• WHAT THE EXERCISE ASKS
Among the entries that follow, find every line with the word "outgoing" and copy it.

>>>>

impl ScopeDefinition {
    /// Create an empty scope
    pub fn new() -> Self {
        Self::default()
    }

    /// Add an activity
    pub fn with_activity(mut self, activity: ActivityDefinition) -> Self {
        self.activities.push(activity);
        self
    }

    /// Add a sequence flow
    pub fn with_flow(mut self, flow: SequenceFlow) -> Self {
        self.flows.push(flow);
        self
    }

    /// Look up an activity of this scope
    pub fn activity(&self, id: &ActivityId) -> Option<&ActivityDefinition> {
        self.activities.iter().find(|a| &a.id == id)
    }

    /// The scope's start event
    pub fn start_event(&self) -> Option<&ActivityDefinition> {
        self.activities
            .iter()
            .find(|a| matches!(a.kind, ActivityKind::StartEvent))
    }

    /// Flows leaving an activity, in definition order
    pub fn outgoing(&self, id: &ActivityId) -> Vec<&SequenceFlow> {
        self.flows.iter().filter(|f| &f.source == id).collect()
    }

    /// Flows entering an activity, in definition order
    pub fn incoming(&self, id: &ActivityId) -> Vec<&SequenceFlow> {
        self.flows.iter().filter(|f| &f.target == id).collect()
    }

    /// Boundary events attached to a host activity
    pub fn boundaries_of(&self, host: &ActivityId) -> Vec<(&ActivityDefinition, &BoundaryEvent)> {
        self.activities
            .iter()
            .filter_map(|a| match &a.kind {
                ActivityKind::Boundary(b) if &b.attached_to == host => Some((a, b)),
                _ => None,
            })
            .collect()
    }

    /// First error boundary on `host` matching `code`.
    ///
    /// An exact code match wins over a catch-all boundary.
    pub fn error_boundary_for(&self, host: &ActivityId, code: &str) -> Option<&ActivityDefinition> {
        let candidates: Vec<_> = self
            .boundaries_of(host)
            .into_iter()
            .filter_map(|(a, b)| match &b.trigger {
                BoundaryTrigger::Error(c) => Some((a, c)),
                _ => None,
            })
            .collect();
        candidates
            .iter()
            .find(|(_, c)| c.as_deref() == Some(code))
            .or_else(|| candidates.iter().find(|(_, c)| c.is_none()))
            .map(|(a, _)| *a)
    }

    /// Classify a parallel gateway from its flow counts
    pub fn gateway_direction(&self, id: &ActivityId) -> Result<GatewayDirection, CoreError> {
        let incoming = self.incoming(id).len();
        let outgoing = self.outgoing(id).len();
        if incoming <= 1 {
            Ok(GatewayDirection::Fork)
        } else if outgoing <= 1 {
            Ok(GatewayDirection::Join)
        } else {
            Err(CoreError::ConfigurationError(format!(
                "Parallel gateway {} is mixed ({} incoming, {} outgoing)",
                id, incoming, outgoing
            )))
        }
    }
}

<<<<
>>>>

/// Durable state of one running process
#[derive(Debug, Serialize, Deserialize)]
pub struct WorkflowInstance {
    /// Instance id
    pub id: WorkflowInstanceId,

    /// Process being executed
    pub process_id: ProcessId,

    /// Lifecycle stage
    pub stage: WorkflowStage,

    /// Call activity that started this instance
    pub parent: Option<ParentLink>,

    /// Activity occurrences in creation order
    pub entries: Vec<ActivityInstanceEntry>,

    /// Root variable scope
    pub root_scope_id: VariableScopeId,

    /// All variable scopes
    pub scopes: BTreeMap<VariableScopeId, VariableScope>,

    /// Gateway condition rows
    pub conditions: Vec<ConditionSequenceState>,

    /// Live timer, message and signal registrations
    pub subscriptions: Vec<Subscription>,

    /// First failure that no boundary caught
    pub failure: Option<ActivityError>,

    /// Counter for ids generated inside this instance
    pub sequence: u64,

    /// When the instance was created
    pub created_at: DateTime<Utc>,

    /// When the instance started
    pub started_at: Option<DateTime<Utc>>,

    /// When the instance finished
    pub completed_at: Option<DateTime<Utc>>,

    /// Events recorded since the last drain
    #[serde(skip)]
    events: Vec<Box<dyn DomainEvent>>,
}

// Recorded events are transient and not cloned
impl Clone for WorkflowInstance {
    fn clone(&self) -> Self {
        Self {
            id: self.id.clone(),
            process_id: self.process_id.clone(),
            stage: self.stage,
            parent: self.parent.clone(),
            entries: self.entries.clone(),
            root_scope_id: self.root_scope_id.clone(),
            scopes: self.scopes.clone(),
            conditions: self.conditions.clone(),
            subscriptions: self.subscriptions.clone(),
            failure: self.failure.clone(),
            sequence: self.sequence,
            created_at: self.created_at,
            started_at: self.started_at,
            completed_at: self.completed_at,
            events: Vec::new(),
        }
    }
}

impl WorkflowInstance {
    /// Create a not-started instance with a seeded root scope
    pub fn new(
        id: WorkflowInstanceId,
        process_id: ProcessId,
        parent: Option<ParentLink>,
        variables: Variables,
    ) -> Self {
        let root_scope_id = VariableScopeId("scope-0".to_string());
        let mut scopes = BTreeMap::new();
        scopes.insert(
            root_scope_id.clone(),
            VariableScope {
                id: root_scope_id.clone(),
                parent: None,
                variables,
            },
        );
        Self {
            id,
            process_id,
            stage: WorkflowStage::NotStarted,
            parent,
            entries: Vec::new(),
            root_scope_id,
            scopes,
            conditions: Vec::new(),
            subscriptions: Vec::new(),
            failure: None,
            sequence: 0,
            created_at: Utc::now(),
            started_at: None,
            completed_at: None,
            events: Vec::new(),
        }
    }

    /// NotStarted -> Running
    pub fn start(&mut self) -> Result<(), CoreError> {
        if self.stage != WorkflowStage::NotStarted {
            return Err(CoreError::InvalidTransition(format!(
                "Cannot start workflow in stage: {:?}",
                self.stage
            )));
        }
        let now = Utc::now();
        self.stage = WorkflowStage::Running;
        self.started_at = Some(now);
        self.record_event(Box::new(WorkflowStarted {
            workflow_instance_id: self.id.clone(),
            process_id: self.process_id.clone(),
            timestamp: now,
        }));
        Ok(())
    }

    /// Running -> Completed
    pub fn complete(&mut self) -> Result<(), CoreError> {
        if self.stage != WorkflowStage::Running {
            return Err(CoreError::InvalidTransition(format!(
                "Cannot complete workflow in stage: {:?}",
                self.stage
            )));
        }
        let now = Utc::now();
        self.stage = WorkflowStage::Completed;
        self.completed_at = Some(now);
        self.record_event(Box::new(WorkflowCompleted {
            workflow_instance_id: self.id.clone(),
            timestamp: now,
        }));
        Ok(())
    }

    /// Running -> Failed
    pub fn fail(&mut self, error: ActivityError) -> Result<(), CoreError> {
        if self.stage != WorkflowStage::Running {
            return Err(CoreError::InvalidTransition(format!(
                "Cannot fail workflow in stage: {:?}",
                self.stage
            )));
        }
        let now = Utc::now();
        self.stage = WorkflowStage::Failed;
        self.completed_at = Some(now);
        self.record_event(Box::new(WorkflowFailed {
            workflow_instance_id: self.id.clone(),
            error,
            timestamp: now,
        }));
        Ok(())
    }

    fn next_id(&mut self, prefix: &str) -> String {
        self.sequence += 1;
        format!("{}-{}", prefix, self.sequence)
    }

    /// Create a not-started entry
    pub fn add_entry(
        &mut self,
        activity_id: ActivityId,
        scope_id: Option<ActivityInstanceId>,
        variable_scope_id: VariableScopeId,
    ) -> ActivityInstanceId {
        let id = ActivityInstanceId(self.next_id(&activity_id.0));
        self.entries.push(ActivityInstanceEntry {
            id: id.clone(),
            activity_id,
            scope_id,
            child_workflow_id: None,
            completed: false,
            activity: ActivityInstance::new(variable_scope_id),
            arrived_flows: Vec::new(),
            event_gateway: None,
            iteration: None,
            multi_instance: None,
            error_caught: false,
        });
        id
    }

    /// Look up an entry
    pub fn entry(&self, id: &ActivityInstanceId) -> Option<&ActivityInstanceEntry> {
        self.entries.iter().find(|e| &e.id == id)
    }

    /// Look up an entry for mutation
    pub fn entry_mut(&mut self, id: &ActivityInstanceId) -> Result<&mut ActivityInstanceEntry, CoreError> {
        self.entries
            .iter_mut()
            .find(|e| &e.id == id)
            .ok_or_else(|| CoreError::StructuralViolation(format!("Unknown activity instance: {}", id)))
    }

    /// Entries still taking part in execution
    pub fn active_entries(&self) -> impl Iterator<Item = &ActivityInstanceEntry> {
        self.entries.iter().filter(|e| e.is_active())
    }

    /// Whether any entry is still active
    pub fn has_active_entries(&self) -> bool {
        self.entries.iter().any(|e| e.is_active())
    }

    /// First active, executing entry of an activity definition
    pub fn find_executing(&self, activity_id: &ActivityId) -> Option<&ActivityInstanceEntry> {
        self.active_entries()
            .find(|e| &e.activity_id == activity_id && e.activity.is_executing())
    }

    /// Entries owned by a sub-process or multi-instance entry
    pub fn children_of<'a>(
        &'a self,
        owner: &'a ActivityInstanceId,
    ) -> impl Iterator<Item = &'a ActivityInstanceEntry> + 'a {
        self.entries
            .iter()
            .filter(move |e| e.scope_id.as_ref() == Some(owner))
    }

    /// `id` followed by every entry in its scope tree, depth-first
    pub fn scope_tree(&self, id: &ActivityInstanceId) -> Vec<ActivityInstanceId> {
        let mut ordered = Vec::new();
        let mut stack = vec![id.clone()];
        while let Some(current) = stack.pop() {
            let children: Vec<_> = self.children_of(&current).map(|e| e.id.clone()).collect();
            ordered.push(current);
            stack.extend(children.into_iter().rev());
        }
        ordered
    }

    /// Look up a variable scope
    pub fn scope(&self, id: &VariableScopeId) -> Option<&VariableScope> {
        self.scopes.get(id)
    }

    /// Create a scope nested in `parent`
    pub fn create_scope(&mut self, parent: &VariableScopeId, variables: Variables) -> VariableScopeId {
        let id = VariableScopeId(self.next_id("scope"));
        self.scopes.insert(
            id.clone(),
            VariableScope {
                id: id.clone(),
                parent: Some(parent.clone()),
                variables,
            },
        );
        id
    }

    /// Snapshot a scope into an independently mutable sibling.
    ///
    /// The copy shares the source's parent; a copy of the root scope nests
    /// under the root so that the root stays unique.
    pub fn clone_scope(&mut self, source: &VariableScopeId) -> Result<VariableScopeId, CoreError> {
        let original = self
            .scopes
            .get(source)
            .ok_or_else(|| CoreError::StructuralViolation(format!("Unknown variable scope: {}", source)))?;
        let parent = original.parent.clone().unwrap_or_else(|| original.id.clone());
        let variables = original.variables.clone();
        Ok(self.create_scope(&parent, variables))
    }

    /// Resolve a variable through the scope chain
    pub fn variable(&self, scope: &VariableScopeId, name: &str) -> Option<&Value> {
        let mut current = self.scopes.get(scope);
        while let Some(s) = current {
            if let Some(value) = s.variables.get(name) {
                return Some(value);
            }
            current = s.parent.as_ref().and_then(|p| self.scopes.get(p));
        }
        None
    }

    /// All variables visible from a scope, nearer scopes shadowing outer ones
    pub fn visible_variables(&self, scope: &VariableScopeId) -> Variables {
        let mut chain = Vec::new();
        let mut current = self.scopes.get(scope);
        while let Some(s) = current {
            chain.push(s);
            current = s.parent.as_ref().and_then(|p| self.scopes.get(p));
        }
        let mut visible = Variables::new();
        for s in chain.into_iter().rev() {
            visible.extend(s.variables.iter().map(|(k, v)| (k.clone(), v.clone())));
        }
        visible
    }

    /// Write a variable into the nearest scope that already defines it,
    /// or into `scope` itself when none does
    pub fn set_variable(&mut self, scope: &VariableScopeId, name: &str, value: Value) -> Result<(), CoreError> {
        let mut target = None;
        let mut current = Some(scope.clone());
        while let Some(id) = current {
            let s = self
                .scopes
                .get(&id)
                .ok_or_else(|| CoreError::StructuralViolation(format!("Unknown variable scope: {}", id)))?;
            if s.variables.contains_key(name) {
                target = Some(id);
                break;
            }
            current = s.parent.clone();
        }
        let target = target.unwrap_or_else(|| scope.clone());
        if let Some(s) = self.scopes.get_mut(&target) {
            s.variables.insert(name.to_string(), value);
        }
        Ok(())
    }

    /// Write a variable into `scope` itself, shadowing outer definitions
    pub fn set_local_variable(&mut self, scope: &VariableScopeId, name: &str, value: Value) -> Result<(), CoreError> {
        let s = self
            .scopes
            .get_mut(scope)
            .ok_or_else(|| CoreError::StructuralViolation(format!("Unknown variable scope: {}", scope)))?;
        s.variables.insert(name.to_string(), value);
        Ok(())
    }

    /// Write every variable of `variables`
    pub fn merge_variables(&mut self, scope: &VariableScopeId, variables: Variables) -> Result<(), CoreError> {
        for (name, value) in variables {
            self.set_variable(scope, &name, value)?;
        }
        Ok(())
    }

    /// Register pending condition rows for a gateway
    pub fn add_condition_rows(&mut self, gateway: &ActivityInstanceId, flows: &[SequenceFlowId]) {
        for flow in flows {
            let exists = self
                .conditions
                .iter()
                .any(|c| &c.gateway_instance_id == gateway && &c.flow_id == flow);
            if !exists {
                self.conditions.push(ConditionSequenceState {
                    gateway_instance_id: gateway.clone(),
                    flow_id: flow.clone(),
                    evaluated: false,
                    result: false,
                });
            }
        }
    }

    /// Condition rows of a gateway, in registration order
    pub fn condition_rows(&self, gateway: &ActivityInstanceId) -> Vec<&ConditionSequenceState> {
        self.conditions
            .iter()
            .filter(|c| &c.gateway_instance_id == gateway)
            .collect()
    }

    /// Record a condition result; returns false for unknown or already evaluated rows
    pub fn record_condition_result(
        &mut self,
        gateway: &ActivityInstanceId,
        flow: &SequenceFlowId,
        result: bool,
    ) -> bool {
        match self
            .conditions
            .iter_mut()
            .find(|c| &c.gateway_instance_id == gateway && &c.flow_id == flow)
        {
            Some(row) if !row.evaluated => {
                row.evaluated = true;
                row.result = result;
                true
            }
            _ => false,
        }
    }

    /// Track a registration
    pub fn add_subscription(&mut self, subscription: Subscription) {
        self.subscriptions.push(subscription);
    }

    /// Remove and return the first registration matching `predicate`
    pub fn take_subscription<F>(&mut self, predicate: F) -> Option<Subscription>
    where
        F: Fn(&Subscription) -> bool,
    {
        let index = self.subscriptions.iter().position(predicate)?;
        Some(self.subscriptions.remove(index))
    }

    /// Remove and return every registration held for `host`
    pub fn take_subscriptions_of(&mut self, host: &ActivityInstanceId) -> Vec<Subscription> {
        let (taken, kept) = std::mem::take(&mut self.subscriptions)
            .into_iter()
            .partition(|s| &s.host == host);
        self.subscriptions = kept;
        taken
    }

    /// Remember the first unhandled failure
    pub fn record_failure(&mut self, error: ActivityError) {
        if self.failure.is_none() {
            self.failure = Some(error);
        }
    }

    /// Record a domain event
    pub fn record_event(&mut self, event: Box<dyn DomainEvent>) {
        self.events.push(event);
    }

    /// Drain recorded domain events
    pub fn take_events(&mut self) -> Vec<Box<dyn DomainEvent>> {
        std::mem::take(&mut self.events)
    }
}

<<<<
>>>>

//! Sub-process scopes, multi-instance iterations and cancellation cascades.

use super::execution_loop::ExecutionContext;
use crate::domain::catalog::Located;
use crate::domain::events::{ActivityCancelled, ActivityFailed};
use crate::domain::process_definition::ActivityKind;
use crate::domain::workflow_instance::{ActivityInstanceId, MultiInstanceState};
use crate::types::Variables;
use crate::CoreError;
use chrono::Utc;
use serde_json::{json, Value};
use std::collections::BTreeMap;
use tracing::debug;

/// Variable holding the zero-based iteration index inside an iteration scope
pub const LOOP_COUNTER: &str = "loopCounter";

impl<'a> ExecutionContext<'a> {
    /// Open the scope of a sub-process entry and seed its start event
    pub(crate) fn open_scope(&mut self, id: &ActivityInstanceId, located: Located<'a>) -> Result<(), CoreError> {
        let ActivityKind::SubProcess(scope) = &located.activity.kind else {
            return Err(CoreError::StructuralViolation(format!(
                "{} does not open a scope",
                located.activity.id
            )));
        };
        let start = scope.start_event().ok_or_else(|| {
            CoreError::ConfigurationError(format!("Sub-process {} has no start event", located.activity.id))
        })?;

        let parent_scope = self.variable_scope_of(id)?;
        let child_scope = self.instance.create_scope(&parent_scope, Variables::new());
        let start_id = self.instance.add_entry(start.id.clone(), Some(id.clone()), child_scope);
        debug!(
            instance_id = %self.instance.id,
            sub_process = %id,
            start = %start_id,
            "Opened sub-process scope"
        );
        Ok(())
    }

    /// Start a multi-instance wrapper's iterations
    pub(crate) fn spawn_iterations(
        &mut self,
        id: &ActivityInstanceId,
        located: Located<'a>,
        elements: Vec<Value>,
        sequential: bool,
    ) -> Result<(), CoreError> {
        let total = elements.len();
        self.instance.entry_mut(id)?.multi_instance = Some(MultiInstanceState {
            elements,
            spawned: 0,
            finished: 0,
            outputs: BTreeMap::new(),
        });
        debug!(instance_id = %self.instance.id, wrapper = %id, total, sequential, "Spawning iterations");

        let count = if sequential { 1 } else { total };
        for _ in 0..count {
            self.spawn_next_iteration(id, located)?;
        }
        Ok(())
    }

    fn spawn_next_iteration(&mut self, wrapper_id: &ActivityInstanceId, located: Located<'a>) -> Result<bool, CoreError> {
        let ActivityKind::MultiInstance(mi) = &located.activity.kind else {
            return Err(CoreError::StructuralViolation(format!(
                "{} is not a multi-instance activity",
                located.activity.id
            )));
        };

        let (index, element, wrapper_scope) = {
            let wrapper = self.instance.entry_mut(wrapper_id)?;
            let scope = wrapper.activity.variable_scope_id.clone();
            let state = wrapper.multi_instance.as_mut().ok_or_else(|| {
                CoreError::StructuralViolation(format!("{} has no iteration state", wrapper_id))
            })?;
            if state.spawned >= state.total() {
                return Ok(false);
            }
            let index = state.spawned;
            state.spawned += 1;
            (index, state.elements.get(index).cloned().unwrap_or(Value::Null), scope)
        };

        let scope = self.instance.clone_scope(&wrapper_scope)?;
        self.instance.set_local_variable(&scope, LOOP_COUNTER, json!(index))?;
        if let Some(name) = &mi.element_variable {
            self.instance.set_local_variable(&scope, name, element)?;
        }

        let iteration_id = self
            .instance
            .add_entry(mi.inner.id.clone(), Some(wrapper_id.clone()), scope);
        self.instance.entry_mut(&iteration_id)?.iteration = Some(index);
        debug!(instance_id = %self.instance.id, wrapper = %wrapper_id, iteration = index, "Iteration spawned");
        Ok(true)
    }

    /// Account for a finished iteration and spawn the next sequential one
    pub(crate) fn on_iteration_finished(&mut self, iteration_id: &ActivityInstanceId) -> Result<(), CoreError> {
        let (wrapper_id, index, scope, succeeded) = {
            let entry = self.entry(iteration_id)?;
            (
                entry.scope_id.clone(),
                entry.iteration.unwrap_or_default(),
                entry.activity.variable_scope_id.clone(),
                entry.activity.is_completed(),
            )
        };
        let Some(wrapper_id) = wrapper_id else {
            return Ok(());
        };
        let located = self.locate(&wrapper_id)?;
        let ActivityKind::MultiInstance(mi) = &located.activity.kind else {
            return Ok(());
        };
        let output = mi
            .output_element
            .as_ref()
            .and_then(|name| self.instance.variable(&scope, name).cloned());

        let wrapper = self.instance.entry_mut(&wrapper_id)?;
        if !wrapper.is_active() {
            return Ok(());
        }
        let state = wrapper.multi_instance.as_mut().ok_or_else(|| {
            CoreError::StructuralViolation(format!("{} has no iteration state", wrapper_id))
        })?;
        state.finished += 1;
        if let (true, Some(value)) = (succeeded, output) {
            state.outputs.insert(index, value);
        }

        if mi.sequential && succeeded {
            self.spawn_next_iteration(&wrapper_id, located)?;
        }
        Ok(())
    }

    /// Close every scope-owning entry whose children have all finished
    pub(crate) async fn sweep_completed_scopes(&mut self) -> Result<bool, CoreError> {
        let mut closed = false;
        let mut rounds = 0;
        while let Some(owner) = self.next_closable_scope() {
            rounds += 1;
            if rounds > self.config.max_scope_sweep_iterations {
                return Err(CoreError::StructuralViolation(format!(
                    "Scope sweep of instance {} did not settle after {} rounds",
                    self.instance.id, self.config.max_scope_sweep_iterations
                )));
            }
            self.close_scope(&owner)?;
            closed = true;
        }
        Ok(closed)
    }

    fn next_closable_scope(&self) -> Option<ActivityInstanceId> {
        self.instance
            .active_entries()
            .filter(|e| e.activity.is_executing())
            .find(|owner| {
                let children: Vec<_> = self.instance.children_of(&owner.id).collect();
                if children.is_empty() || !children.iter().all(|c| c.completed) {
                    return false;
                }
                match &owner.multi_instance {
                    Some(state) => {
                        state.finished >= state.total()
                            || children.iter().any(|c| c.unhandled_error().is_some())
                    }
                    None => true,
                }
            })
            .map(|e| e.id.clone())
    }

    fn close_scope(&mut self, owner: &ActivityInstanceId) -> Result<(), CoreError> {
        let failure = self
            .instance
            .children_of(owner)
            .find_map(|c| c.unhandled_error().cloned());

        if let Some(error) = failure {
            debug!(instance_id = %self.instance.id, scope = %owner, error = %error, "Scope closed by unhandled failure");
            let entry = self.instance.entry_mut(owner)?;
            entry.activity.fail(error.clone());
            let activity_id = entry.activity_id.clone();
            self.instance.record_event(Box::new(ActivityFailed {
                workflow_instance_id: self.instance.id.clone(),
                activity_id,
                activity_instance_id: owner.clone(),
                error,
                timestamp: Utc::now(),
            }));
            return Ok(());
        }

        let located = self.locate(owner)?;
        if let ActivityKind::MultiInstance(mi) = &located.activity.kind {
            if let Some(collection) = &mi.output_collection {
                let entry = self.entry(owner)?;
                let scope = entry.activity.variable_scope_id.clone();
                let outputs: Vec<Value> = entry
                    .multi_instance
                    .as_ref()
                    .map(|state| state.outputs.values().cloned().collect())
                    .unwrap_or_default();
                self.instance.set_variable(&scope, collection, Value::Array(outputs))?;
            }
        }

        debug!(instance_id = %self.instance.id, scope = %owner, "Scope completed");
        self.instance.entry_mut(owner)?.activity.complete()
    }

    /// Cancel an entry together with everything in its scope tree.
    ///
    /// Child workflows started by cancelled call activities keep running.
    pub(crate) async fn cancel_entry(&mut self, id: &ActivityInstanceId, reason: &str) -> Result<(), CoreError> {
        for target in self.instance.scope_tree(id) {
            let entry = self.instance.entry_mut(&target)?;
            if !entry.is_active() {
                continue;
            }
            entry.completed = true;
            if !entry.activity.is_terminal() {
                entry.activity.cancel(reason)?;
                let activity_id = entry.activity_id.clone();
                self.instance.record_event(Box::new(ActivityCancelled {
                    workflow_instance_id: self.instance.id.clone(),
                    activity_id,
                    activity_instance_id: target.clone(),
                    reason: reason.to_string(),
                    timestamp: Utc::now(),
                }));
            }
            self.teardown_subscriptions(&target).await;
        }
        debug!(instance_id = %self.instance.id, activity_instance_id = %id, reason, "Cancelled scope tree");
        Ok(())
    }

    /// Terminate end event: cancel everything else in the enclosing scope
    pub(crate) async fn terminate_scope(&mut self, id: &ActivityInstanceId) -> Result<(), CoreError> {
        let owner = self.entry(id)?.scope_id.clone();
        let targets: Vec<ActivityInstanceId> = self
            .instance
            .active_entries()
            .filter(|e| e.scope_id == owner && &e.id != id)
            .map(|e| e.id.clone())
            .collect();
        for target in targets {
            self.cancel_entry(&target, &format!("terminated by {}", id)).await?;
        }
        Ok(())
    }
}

<<<<

• RESPONSE
    pub fn outgoing(&self, id: &ActivityId) -> Vec<&SequenceFlow> {
        let outgoing = self.outgoing(id).len();
        } else if outgoing <= 1 {
                "Parallel gateway {} is mixed ({} incoming, {} outgoing)",
                id, incoming, outgoing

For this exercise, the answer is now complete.